What the task asks: Below are some records; copy each line in them that contains "RankMatcherConfig".

***

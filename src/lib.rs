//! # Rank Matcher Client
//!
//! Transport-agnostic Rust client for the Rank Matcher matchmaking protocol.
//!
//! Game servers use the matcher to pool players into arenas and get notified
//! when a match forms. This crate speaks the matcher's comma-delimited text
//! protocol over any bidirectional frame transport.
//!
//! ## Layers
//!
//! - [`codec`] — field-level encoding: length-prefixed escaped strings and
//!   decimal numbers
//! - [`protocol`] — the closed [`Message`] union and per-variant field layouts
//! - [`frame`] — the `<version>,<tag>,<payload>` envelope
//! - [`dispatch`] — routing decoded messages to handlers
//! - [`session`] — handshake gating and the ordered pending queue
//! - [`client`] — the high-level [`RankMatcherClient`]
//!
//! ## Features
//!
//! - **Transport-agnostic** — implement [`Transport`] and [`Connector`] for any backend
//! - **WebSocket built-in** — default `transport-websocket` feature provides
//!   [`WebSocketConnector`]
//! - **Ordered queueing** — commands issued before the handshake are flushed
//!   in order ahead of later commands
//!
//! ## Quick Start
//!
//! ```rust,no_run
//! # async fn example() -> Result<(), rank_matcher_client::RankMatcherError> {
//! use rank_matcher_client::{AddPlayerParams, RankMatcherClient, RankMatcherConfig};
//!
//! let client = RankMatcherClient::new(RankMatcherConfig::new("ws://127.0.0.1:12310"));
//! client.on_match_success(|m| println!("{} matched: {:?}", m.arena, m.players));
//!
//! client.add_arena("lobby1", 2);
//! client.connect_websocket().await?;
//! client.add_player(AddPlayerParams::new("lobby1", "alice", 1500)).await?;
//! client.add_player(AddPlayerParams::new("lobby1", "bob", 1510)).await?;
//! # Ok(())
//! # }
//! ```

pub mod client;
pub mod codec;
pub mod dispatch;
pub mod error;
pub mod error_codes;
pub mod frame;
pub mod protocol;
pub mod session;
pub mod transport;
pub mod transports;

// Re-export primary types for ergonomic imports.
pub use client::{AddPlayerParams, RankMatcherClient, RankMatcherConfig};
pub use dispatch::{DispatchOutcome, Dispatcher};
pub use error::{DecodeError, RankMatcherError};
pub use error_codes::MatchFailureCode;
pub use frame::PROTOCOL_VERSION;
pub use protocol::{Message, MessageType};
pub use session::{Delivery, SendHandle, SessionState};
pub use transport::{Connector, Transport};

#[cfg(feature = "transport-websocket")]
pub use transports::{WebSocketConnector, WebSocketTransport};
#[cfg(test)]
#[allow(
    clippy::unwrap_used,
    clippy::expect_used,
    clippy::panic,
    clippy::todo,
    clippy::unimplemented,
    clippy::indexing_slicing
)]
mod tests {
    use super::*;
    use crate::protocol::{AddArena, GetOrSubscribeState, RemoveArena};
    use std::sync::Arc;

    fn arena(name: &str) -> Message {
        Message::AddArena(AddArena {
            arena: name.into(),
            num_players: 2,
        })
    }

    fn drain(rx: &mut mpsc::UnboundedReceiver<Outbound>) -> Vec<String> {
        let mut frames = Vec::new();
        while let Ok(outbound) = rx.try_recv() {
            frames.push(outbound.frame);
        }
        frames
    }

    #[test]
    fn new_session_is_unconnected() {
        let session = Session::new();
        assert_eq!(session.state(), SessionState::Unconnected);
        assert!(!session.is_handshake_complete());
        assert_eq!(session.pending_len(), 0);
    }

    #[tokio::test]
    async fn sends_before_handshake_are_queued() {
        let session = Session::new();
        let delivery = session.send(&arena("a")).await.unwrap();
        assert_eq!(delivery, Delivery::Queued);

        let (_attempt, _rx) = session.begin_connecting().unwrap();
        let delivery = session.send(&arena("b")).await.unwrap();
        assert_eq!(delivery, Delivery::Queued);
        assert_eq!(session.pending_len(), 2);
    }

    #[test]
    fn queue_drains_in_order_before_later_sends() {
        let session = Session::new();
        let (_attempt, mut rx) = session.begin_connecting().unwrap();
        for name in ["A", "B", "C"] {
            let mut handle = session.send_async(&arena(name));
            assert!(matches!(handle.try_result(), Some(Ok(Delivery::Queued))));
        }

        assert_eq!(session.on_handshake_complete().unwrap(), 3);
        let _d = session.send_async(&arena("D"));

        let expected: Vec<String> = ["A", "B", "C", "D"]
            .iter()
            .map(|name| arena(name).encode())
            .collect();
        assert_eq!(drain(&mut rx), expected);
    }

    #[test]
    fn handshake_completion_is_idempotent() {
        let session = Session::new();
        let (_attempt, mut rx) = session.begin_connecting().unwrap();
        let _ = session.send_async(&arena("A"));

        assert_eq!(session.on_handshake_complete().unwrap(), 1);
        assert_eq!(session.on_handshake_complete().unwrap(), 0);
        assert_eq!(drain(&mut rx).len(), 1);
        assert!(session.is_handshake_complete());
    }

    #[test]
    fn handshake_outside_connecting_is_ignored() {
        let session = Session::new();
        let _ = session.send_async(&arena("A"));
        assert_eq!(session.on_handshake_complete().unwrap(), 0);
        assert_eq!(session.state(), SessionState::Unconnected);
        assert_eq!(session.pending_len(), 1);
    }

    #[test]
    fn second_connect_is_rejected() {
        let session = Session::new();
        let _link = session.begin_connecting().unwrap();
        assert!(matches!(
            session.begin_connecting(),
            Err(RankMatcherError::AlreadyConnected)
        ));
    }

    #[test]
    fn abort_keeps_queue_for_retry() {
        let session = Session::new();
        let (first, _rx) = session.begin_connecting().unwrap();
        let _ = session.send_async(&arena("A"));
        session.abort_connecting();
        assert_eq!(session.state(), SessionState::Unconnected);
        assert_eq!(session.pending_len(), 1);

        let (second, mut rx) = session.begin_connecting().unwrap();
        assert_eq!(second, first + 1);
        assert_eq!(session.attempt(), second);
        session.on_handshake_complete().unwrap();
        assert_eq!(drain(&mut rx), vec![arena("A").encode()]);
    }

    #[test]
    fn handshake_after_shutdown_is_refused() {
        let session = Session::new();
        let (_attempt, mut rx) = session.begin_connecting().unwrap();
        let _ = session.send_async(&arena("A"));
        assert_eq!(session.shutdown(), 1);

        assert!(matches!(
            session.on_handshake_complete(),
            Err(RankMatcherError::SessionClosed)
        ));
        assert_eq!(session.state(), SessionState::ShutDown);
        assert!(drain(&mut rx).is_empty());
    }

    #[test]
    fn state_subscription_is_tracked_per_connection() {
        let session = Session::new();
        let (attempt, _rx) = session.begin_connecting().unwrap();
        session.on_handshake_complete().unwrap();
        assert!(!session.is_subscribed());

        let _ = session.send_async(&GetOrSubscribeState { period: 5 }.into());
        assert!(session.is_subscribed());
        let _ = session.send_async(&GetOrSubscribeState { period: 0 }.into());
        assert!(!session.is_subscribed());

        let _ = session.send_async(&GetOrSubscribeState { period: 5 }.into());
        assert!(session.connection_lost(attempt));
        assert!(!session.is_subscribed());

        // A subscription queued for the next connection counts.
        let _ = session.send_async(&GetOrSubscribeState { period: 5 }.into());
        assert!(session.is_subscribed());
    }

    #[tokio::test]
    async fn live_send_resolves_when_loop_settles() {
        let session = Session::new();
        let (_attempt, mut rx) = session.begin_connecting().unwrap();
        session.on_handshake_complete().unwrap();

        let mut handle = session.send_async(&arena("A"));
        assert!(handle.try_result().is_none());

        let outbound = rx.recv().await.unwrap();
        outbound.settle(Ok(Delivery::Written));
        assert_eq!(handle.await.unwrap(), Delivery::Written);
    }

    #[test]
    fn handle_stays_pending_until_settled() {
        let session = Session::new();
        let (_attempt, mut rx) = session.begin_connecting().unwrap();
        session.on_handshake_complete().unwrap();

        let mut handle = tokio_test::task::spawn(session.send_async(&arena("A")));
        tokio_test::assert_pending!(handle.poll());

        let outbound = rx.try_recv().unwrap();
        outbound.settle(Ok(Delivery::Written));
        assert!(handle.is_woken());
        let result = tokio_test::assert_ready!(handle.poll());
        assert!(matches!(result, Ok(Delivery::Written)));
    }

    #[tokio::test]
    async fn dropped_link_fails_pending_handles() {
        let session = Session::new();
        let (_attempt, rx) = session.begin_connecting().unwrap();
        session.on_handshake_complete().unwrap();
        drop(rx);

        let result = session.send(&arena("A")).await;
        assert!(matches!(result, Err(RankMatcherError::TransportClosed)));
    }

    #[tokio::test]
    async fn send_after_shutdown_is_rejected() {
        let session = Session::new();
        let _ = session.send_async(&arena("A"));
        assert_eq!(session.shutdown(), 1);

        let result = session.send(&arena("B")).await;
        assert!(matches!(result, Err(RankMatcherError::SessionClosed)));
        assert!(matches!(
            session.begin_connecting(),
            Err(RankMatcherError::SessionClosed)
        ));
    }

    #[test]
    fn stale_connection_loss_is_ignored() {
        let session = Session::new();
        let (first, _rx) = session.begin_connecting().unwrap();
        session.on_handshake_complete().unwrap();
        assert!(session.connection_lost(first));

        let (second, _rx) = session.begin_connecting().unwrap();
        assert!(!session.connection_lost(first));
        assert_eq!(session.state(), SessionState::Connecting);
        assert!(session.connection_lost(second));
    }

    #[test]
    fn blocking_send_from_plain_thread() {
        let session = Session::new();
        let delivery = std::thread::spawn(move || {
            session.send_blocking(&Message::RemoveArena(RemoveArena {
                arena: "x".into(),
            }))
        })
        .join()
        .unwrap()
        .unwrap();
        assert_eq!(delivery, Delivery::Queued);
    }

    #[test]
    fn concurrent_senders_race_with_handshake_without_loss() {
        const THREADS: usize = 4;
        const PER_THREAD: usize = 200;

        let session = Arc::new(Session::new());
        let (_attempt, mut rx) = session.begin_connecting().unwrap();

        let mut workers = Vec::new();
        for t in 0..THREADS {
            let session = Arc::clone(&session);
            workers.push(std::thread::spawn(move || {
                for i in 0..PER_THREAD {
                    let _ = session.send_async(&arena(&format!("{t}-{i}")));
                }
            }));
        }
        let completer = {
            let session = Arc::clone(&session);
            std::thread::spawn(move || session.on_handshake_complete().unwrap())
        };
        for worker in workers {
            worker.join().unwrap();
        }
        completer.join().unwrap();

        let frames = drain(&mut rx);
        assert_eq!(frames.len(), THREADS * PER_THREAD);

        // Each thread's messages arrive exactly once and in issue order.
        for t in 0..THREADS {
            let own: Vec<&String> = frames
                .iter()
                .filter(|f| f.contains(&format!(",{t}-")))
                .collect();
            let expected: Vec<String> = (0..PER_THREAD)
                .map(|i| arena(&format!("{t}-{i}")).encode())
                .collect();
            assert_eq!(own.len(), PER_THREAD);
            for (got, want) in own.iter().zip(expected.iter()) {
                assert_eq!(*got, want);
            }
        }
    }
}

***

Exercise answer:
//! use rank_matcher_client::{AddPlayerParams, RankMatcherClient, RankMatcherConfig};
//! let client = RankMatcherClient::new(RankMatcherConfig::new("ws://127.0.0.1:12310"));
pub use client::{AddPlayerParams, RankMatcherClient, RankMatcherConfig};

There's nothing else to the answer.